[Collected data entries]
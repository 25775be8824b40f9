pub mod data;
pub mod defaults;
pub mod io;
pub mod printing;

pub use data::{path_display, Config};
pub use defaults::{ChatSettings, SettingsOverrides, CONFIG_KEYS};
pub use io::ConfigError;
//! Palaver is a full-screen terminal chat client for a locally running
//! language model served over Ollama's HTTP chat API.
//!
//! The crate is organized around a small set of collaborating layers:
//! - [`core`] owns the transcript, its on-disk persistence, the HTTP
//!   transport, configuration, and the controller state machine.
//! - [`ui`] renders the three-pane terminal interface and runs the
//!   interactive event loop that feeds key presses and replies to the
//!   controller.
//! - [`api`] defines the chat request/reply payloads exchanged with the
//!   model server.
//!
//! The binary (`src/main.rs`) routes through [`crate::cli::main`], which
//! resolves settings and dispatches into [`ui::chat_loop`] for interactive
//! sessions.

pub mod api;
pub mod cli;
pub mod core;
pub mod ui;
pub mod utils;
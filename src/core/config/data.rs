use serde::{Deserialize, Serialize};
use std::path::{Path, PathBuf};

/// Contents of `config.toml`. Every key is optional; defaults are applied
/// when the file is resolved into [`ChatSettings`](super::defaults::ChatSettings).
#[derive(Debug, Serialize, Deserialize, Default, Clone, PartialEq, Eq)]
pub struct Config {
    /// Full URL of the chat endpoint (e.g., "http://localhost:11434/api/chat")
    pub endpoint: Option<String>,
    /// Model identifier sent with every request (e.g., "llama3.1")
    pub model: Option<String>,
    /// Where the transcript is persisted; relative paths resolve against the
    /// working directory
    pub transcript: Option<PathBuf>,
    /// Capture mouse events (wheel scrolling) in the terminal
    pub mouse: Option<bool>,
    /// Write diagnostic logs to this file
    pub log_file: Option<PathBuf>,
}

/// Get a user-friendly display string for a path
/// Converts absolute paths to use ~ notation on Unix-like systems when possible
///
/// # Examples
/// - Unix: `/home/user/.config/palaver/config.toml` → `~/.config/palaver/config.toml`
/// - macOS: `/Users/user/Library/Application Support/...` → `~/Library/Application Support/...`
pub fn path_display<P: AsRef<Path>>(path: P) -> String {
    let path = path.as_ref();

    #[cfg(unix)]
    {
        if let Some(home) = std::env::var_os("HOME") {
            let home_path = PathBuf::from(home);
            if let Ok(relative) = path.strip_prefix(&home_path) {
                return format!("~/{}", relative.display());
            }
        }
    }

    path.display().to_string()
}
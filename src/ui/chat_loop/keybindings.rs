//! Translation of terminal events into controller actions.
//!
//! Keys with a dedicated meaning become [`AppAction`]s; everything else is
//! handed to the input field as an edit.

use ratatui::crossterm::event::{
    Event, KeyCode, KeyEvent, KeyEventKind, KeyModifiers, MouseEvent, MouseEventKind,
};

use crate::core::app::{App, AppAction};

pub const PAGE_SCROLL_LINES: u16 = 10;
pub const WHEEL_SCROLL_LINES: u16 = 3;

/// What a single terminal event asks of the loop.
#[derive(Debug, Default)]
pub struct EventOutcome {
    pub action: Option<AppAction>,
    pub request_redraw: bool,
}

impl EventOutcome {
    fn redraw() -> Self {
        Self {
            action: None,
            request_redraw: true,
        }
    }

    fn action(action: AppAction) -> Self {
        Self {
            action: Some(action),
            request_redraw: true,
        }
    }
}

pub fn action_for_key(key: &KeyEvent) -> Option<AppAction> {
    let ctrl = key.modifiers.contains(KeyModifiers::CONTROL);
    match key.code {
        KeyCode::Char('c') if ctrl => Some(AppAction::Quit),
        KeyCode::Char('k') if ctrl => Some(AppAction::ClearHistory),
        KeyCode::F(12) => Some(AppAction::ClearHistory),
        KeyCode::Enter => Some(AppAction::SubmitInput),
        // Ctrl+M would insert a line break in the editor
        KeyCode::Char('m') if ctrl => Some(AppAction::SubmitInput),
        KeyCode::PageUp => Some(AppAction::ScrollUp {
            lines: PAGE_SCROLL_LINES,
        }),
        KeyCode::PageDown => Some(AppAction::ScrollDown {
            lines: PAGE_SCROLL_LINES,
        }),
        _ => None,
    }
}

pub fn action_for_mouse(mouse: &MouseEvent, mouse_enabled: bool) -> Option<AppAction> {
    if !mouse_enabled {
        return None;
    }
    match mouse.kind {
        MouseEventKind::ScrollUp => Some(AppAction::ScrollUp {
            lines: WHEEL_SCROLL_LINES,
        }),
        MouseEventKind::ScrollDown => Some(AppAction::ScrollDown {
            lines: WHEEL_SCROLL_LINES,
        }),
        _ => None,
    }
}

pub fn handle_event(app: &mut App, event: Event) -> EventOutcome {
    match event {
        Event::Key(key) => {
            if key.kind != KeyEventKind::Press {
                return EventOutcome::default();
            }
            match action_for_key(&key) {
                Some(action) => EventOutcome::action(action),
                None => {
                    app.ui.apply_textarea_edit(|textarea| {
                        textarea.input(key);
                    });
                    EventOutcome::redraw()
                }
            }
        }
        Event::Paste(text) => EventOutcome::action(AppAction::InsertIntoInput { text }),
        Event::Mouse(mouse) => match action_for_mouse(&mouse, app.ui.mouse_enabled) {
            Some(action) => EventOutcome::action(action),
            None => EventOutcome::default(),
        },
        Event::Resize(_, _) => EventOutcome::redraw(),
        _ => EventOutcome::default(),
    }
}
#[derive(Debug, thiserror::Error)]
pub enum CutsheetError {
    #[error("PDF extraction failed: {0}")]
    Extraction(String),

    #[error("pdftotext not found. Install poppler: brew install poppler (macOS) or apt install poppler-utils (Linux)")]
    PdftotextNotFound,

    #[error("pdftotext failed with exit code {code}: {stderr}")]
    PdftotextFailed { code: i32, stderr: String },

    #[error("extraction did not finish within {seconds}s")]
    Timeout { seconds: u64 },

    #[error("table has {columns} columns after pruning, expected 7 or 8")]
    SchemaMismatch { columns: usize },

    #[error("no valid data found in the uploaded documents")]
    NoValidData,

    #[error("unknown variant '{0}'. Available: parts, cycle-time, offal")]
    UnknownVariant(String),

    #[error("invalid report date {0}. Expected MM/DD/YYYY")]
    InvalidDate(String),

    #[error("failed to write spreadsheet: {0}")]
    Export(String),

    #[error("failed to read spreadsheet: {0}")]
    ReadBack(String),

    #[error("IO error: {0}")]
    Io(#[from] std::io::Error),

    #[error("JSON error: {0}")]
    Json(#[from] serde_json::Error),
}
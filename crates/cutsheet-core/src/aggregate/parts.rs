use serde::{Deserialize, Serialize};
use std::collections::BTreeMap;

use crate::model::NormalizedRow;
use crate::parsing::filter::is_offal;
use crate::parsing::values::round_dp;

/// Gross wood area consumed per sheet, including saw kerf and trim.
pub const GROSS_AREA_PER_SHEET: f64 = 32.96;
/// Net wood area of one sheet.
pub const NET_AREA_PER_SHEET: f64 = 32.0;

/// One part of one program, quantities summed over every table it appears in.
#[derive(Debug, Clone, PartialEq, Serialize, Deserialize)]
pub struct PartSummary {
    pub program: String,
    pub part_name: String,
    pub sheet: Option<f64>,
    pub kit: Option<f64>,
    pub part_id: Option<String>,
    pub cart_loading: Option<String>,
    pub qty_req: f64,
    pub qty_nested: f64,
    pub part_description: Option<String>,
    pub production_instructions: Option<String>,
    pub material: Option<String>,
    pub usage_wood_gross: Option<f64>,
    pub usage_wood_net: Option<f64>,
    pub usage_cnc_part: Option<f64>,
}

/// Wood usage per kit for a given sheet area. `None` when the kit count is
/// missing or zero; a missing sheet count reads as zero.
pub fn usage_wood(area_per_sheet: f64, sheet: Option<f64>, kit: Option<f64>) -> Option<f64> {
    let kit = kit.filter(|k| *k != 0.0)?;
    Some(round_dp(area_per_sheet * sheet.unwrap_or(0.0) / kit, 3))
}

/// Parts nested per kit. OFFAL is reported as nested, never divided.
pub fn usage_cnc_part(part_name: &str, qty_nested: f64, kit: Option<f64>) -> Option<f64> {
    if is_offal(Some(part_name)) {
        return Some(qty_nested);
    }
    let kit = kit.filter(|k| *k != 0.0)?;
    Some(round_dp(qty_nested / kit, 3))
}

/// Keep the first non-empty value seen.
fn keep_first<T: Clone>(slot: &mut Option<T>, value: &Option<T>) {
    if slot.is_none() {
        slot.clone_from(value);
    }
}

/// Group rows by (Program, Part Name), sorted ascending by both.
///
/// Quantities are summed; every other field keeps its first non-empty value.
pub fn summarize(rows: &[NormalizedRow]) -> Vec<PartSummary> {
    let mut groups: BTreeMap<(String, String), PartSummary> = BTreeMap::new();

    for row in rows {
        let Some(part_name) = row.part_name.as_ref() else {
            continue;
        };

        let summary = groups
            .entry((row.program.clone(), part_name.clone()))
            .or_insert_with(|| PartSummary {
                program: row.program.clone(),
                part_name: part_name.clone(),
                sheet: None,
                kit: None,
                part_id: None,
                cart_loading: None,
                qty_req: 0.0,
                qty_nested: 0.0,
                part_description: None,
                production_instructions: None,
                material: None,
                usage_wood_gross: None,
                usage_wood_net: None,
                usage_cnc_part: None,
            });

        summary.qty_req += row.qty_req;
        summary.qty_nested += row.qty_nested;
        keep_first(&mut summary.sheet, &row.sheet);
        keep_first(&mut summary.kit, &row.kit);
        keep_first(&mut summary.part_id, &row.part_id);
        keep_first(&mut summary.cart_loading, &row.cart_loading);
        keep_first(&mut summary.part_description, &row.part_description);
        keep_first(&mut summary.production_instructions, &row.production_instructions);
        keep_first(&mut summary.material, &row.material);
    }

    groups
        .into_values()
        .map(|mut s| {
            s.usage_wood_gross = usage_wood(GROSS_AREA_PER_SHEET, s.sheet, s.kit);
            s.usage_wood_net = usage_wood(NET_AREA_PER_SHEET, s.sheet, s.kit);
            s.usage_cnc_part = usage_cnc_part(&s.part_name, s.qty_nested, s.kit);
            s
        })
        .collect()
}
use cutsheet_core::diagnostics::Diagnostic;
use cutsheet_core::report::{ColumnKind, Report};

pub fn print_report(report: &Report) {
    println!("{}", format_report(report));
}

pub fn print_diagnostics(diagnostics: &[Diagnostic]) {
    if diagnostics.is_empty() {
        return;
    }
    eprintln!("{} note(s) while extracting:", diagnostics.len());
    for d in diagnostics {
        eprintln!("  {d}");
    }
}

/// Render a report as aligned plain-text columns. Numbers are right-aligned.
pub fn format_report(report: &Report) -> String {
    let cells: Vec<Vec<String>> = report
        .rows
        .iter()
        .map(|row| row.iter().map(|c| c.to_string()).collect())
        .collect();

    let widths: Vec<usize> = report
        .columns
        .iter()
        .enumerate()
        .map(|(i, col)| {
            cells
                .iter()
                .filter_map(|r| r.get(i))
                .map(|s| s.chars().count())
                .chain(std::iter::once(col.name.chars().count()))
                .max()
                .unwrap_or(0)
        })
        .collect();

    let mut lines = Vec::with_capacity(cells.len() + 3);
    lines.push(format!("=== {} ===\n", report.sheet_name));

    let header: Vec<String> = report
        .columns
        .iter()
        .zip(&widths)
        .map(|(col, w)| format!("{:<w$}", col.name))
        .collect();
    lines.push(header.join("  ").trim_end().to_string());
    lines.push(
        widths
            .iter()
            .map(|w| "-".repeat(*w))
            .collect::<Vec<_>>()
            .join("  "),
    );

    for row in &cells {
        let line: Vec<String> = row
            .iter()
            .zip(&report.columns)
            .zip(&widths)
            .map(|((value, col), w)| match col.kind {
                ColumnKind::Text => format!("{value:<w$}"),
                ColumnKind::Number | ColumnKind::Integer => format!("{value:>w$}"),
            })
            .collect();
        lines.push(line.join("  ").trim_end().to_string());
    }

    lines.push(format!("\n{} record(s)", report.rows.len()));
    lines.join("\n")
}
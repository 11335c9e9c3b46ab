use serde::Serialize;
use std::fmt;

use crate::aggregate::{Aggregation, CycleTimeSummary, OffalSummary, PartSummary};
use crate::model::Variant;
use crate::parsing::values::coerce_part_id;

#[derive(Debug, Clone, Copy, PartialEq, Eq, Serialize)]
#[serde(rename_all = "lowercase")]
pub enum ColumnKind {
    Text,
    Number,
    Integer,
}

#[derive(Debug, Clone, PartialEq, Eq, Serialize)]
pub struct ReportColumn {
    pub name: String,
    pub kind: ColumnKind,
}

#[derive(Debug, Clone, PartialEq, Serialize)]
#[serde(untagged)]
pub enum CellValue {
    Empty,
    Text(String),
    Number(f64),
    Integer(i64),
}

impl CellValue {
    /// Blank text is exported as an empty cell.
    pub fn text(value: Option<&str>) -> CellValue {
        match value {
            Some(s) if !s.is_empty() => CellValue::Text(s.to_string()),
            _ => CellValue::Empty,
        }
    }

    pub fn number(value: Option<f64>) -> CellValue {
        value.map_or(CellValue::Empty, CellValue::Number)
    }
}

impl fmt::Display for CellValue {
    fn fmt(&self, f: &mut fmt::Formatter<'_>) -> fmt::Result {
        match self {
            CellValue::Empty => Ok(()),
            CellValue::Text(s) => write!(f, "{s}"),
            CellValue::Number(v) => write!(f, "{v}"),
            CellValue::Integer(v) => write!(f, "{v}"),
        }
    }
}

/// A named, ordered, typed record set ready for export.
#[derive(Debug, Clone, PartialEq, Serialize)]
pub struct Report {
    pub sheet_name: String,
    pub columns: Vec<ReportColumn>,
    pub rows: Vec<Vec<CellValue>>,
}

impl Report {
    pub fn column_index(&self, name: &str) -> Option<usize> {
        self.columns.iter().position(|c| c.name == name)
    }

    /// Cell of `row` in the named column.
    pub fn value(&self, row: usize, column: &str) -> Option<&CellValue> {
        self.rows.get(row)?.get(self.column_index(column)?)
    }
}

const PART_COLUMNS: [(&str, ColumnKind); 14] = [
    ("Program", ColumnKind::Text),
    ("Part Name", ColumnKind::Text),
    ("Sheet", ColumnKind::Number),
    ("Kit", ColumnKind::Number),
    ("Part ID", ColumnKind::Integer),
    ("Cart Loading", ColumnKind::Text),
    ("Qty Req", ColumnKind::Number),
    ("Qty Nested", ColumnKind::Number),
    ("Part Description", ColumnKind::Text),
    ("Production Instructions", ColumnKind::Text),
    ("Material", ColumnKind::Text),
    ("Usage Wood Gross", ColumnKind::Number),
    ("Usage Wood Net", ColumnKind::Number),
    ("Usage CNC Part", ColumnKind::Number),
];

const CYCLE_TIME_COLUMNS: [(&str, ColumnKind); 6] = [
    ("Program", ColumnKind::Text),
    ("Date", ColumnKind::Text),
    ("Frames/kit", ColumnKind::Number),
    ("Number of Tables", ColumnKind::Integer),
    ("Different Parts", ColumnKind::Integer),
    ("Total # of parts", ColumnKind::Number),
];

const OFFAL_COLUMNS: [(&str, ColumnKind); 7] = [
    ("Program", ColumnKind::Text),
    ("Part Name", ColumnKind::Text),
    ("Block Offal", ColumnKind::Number),
    ("Thickness", ColumnKind::Number),
    ("Material", ColumnKind::Text),
    ("Scrap Sheet1", ColumnKind::Text),
    ("Scrap Sheet2", ColumnKind::Text),
];

/// Output columns of a variant, in export order.
pub fn columns_for(variant: Variant) -> Vec<ReportColumn> {
    let columns: &[(&str, ColumnKind)] = match variant {
        Variant::Parts => &PART_COLUMNS,
        Variant::CycleTime => &CYCLE_TIME_COLUMNS,
        Variant::Offal => &OFFAL_COLUMNS,
    };
    columns
        .iter()
        .map(|(name, kind)| ReportColumn {
            name: name.to_string(),
            kind: *kind,
        })
        .collect()
}

fn part_cells(s: &PartSummary) -> Vec<CellValue> {
    vec![
        CellValue::text(Some(s.program.as_str())),
        CellValue::text(Some(s.part_name.as_str())),
        CellValue::number(s.sheet),
        CellValue::number(s.kit),
        CellValue::Integer(coerce_part_id(s.part_id.as_deref())),
        CellValue::text(s.cart_loading.as_deref()),
        CellValue::Number(s.qty_req),
        CellValue::Number(s.qty_nested),
        CellValue::text(s.part_description.as_deref()),
        CellValue::text(s.production_instructions.as_deref()),
        CellValue::text(s.material.as_deref()),
        CellValue::number(s.usage_wood_gross),
        CellValue::number(s.usage_wood_net),
        CellValue::number(s.usage_cnc_part),
    ]
}

fn cycle_time_cells(s: &CycleTimeSummary) -> Vec<CellValue> {
    vec![
        CellValue::text(Some(s.program.as_str())),
        CellValue::text(Some(s.date.as_str())),
        CellValue::number(s.frames_per_kit),
        CellValue::Integer(s.number_of_tables as i64),
        CellValue::Integer(s.different_parts as i64),
        CellValue::Number(s.total_parts),
    ]
}

fn offal_cells(s: &OffalSummary) -> Vec<CellValue> {
    vec![
        CellValue::text(Some(s.program.as_str())),
        CellValue::text(Some(s.part_name.as_str())),
        CellValue::Number(s.block_offal),
        CellValue::number(s.thickness),
        CellValue::text(Some(s.material.as_str())),
        CellValue::text(s.scrap_sheet1.as_deref()),
        CellValue::text(s.scrap_sheet2.as_deref()),
    ]
}

/// Lay out aggregated records as the exported record set: Program first,
/// Part ID as an integer (unknown ids become 0), blanks as empty cells.
pub fn assemble(aggregation: &Aggregation) -> Report {
    let variant = aggregation.variant();
    let rows = match aggregation {
        Aggregation::Parts(records) => records.iter().map(part_cells).collect(),
        Aggregation::CycleTime(records) => records.iter().map(cycle_time_cells).collect(),
        Aggregation::Offal(records) => records.iter().map(offal_cells).collect(),
    };

    Report {
        sheet_name: variant.sheet_name().to_string(),
        columns: columns_for(variant),
        rows,
    }
}

#[cfg(test)]
mod tests {
    use super::*;

    fn part(part_id: Option<&str>) -> PartSummary {
        PartSummary {
            program: "PROG123".into(),
            part_name: "Bracket".into(),
            sheet: Some(2.0),
            kit: Some(1.0),
            part_id: part_id.map(|s| s.to_string()),
            cart_loading: None,
            qty_req: 5.0,
            qty_nested: 5.0,
            part_description: Some(String::new()),
            production_instructions: None,
            material: Some("Birch".into()),
            usage_wood_gross: Some(65.92),
            usage_wood_net: Some(64.0),
            usage_cnc_part: Some(5.0),
        }
    }

    #[test]
    fn test_column_sets_start_with_program() {
        for variant in Variant::ALL {
            let columns = columns_for(variant);
            assert_eq!(columns[0].name, "Program");
        }
        assert_eq!(columns_for(Variant::Parts).len(), 14);
    }

    #[test]
    fn test_assemble_parts() {
        let report = assemble(&Aggregation::Parts(vec![part(Some("42")), part(Some("X9"))]));
        assert_eq!(report.sheet_name, "Summary");
        assert_eq!(report.rows.len(), 2);
        assert_eq!(report.value(0, "Part ID"), Some(&CellValue::Integer(42)));
        assert_eq!(report.value(1, "Part ID"), Some(&CellValue::Integer(0)));
        assert_eq!(report.value(0, "Cart Loading"), Some(&CellValue::Empty));
        assert_eq!(report.value(0, "Part Description"), Some(&CellValue::Empty));
        assert_eq!(
            report.value(0, "Usage Wood Gross"),
            Some(&CellValue::Number(65.92))
        );
        assert!(report.rows.iter().all(|r| r.len() == report.columns.len()));
    }

    #[test]
    fn test_assemble_offal_sheet_name() {
        let report = assemble(&Aggregation::Offal(vec![OffalSummary {
            program: "P".into(),
            part_name: "OFFAL".into(),
            block_offal: 3.0,
            thickness: Some(9.0),
            material: "280062".into(),
            scrap_sheet1: Some("12%".into()),
            scrap_sheet2: None,
        }]));
        assert_eq!(report.sheet_name, "OFFAL Parts");
        assert_eq!(report.value(0, "Material"), Some(&CellValue::Text("280062".into())));
        assert_eq!(report.value(0, "Scrap Sheet2"), Some(&CellValue::Empty));
    }

    #[test]
    fn test_cell_display() {
        assert_eq!(CellValue::Number(5.0).to_string(), "5");
        assert_eq!(CellValue::Number(65.92).to_string(), "65.92");
        assert_eq!(CellValue::Empty.to_string(), "");
    }
}
use crate::error::CutsheetError;
use crate::extraction::Cell;
use crate::model::{TableRow, TableShape, CART_LOADING_INDEX};
use crate::parsing::values::parse_number;

/// A raw table mapped onto the canonical 8-field schema.
#[derive(Debug, Clone, PartialEq)]
pub struct NormalizedTable {
    /// Shape the table had after column pruning.
    pub shape: TableShape,
    pub rows: Vec<TableRow>,
}

/// Normalize the data rows of a raw table (header already removed).
///
/// Steps:
/// 1. Pad ragged rows with empty cells to the widest row
/// 2. Drop rows with no content at all
/// 3. Drop placeholder columns (entirely empty, or entirely zero)
/// 4. Map the remaining 8 or 7 columns onto the canonical schema
pub fn normalize(rows: &[Vec<Cell>]) -> Result<NormalizedTable, CutsheetError> {
    let width = rows.iter().map(|r| r.len()).max().unwrap_or(0);

    let rows: Vec<Vec<Cell>> = rows
        .iter()
        .filter(|r| r.iter().any(|c| c.is_some()))
        .map(|r| {
            let mut padded = r.clone();
            padded.resize(width, None);
            padded
        })
        .collect();

    let kept: Vec<usize> = (0..width)
        .filter(|&col| !is_placeholder_column(&rows, col))
        .collect();

    let shape = TableShape::from_column_count(kept.len())
        .ok_or(CutsheetError::SchemaMismatch { columns: kept.len() })?;

    let rows = rows
        .iter()
        .map(|r| {
            let mut cells: Vec<Cell> = kept.iter().map(|&col| r[col].clone()).collect();
            if !shape.has_cart_loading() {
                cells.insert(CART_LOADING_INDEX, None);
            }
            table_row(cells)
        })
        .collect();

    Ok(NormalizedTable { shape, rows })
}

/// A column is padding when every cell is empty, or when every cell reads as
/// zero (empty cells count as zero). A single non-numeric cell keeps it.
fn is_placeholder_column(rows: &[Vec<Cell>], col: usize) -> bool {
    let all_empty = rows.iter().all(|r| r[col].is_none());
    let all_zero = rows.iter().all(|r| match &r[col] {
        None => true,
        Some(s) => parse_number(s) == Some(0.0),
    });
    all_empty || all_zero
}

fn table_row(cells: Vec<Cell>) -> TableRow {
    let mut it = cells.into_iter();
    TableRow {
        part_id: it.next().flatten(),
        part_name: it.next().flatten(),
        cart_loading: it.next().flatten(),
        qty_req: it.next().flatten(),
        qty_nested: it.next().flatten(),
        part_description: it.next().flatten(),
        production_instructions: it.next().flatten(),
        material: it.next().flatten(),
    }
}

» **Task prompt**
Return the opening line of the data and every line after it through the line containing "string for a path", please, exactly as written and with nothing added.

» **Result**
repository 25775be8824b40f9
pub mod data;
pub mod defaults;
pub mod io;
pub mod printing;

pub use data::{path_display, Config};
pub use defaults::{ChatSettings, SettingsOverrides, CONFIG_KEYS};
pub use io::ConfigError;
//! Palaver is a full-screen terminal chat client for a locally running
//! language model served over Ollama's HTTP chat API.
//!
//! The crate is organized around a small set of collaborating layers:
//! - [`core`] owns the transcript, its on-disk persistence, the HTTP
//!   transport, configuration, and the controller state machine.
//! - [`ui`] renders the three-pane terminal interface and runs the
//!   interactive event loop that feeds key presses and replies to the
//!   controller.
//! - [`api`] defines the chat request/reply payloads exchanged with the
//!   model server.
//!
//! The binary (`src/main.rs`) routes through [`crate::cli::main`], which
//! resolves settings and dispatches into [`ui::chat_loop`] for interactive
//! sessions.

pub mod api;
pub mod cli;
pub mod core;
pub mod ui;
pub mod utils;
filename src/core/config/data.rs
use serde::{Deserialize, Serialize};
use std::path::{Path, PathBuf};

/// Contents of `config.toml`. Every key is optional; defaults are applied
/// when the file is resolved into [`ChatSettings`](super::defaults::ChatSettings).
#[derive(Debug, Serialize, Deserialize, Default, Clone, PartialEq, Eq)]
pub struct Config {
    /// Full URL of the chat endpoint (e.g., "http://localhost:11434/api/chat")
    pub endpoint: Option<String>,
    /// Model identifier sent with every request (e.g., "llama3.1")
    pub model: Option<String>,
    /// Where the transcript is persisted; relative paths resolve against the
    /// working directory
    pub transcript: Option<PathBuf>,
    /// Capture mouse events (wheel scrolling) in the terminal
    pub mouse: Option<bool>,
    /// Write diagnostic logs to this file
    pub log_file: Option<PathBuf>,
}

/// Get a user-friendly display string for a path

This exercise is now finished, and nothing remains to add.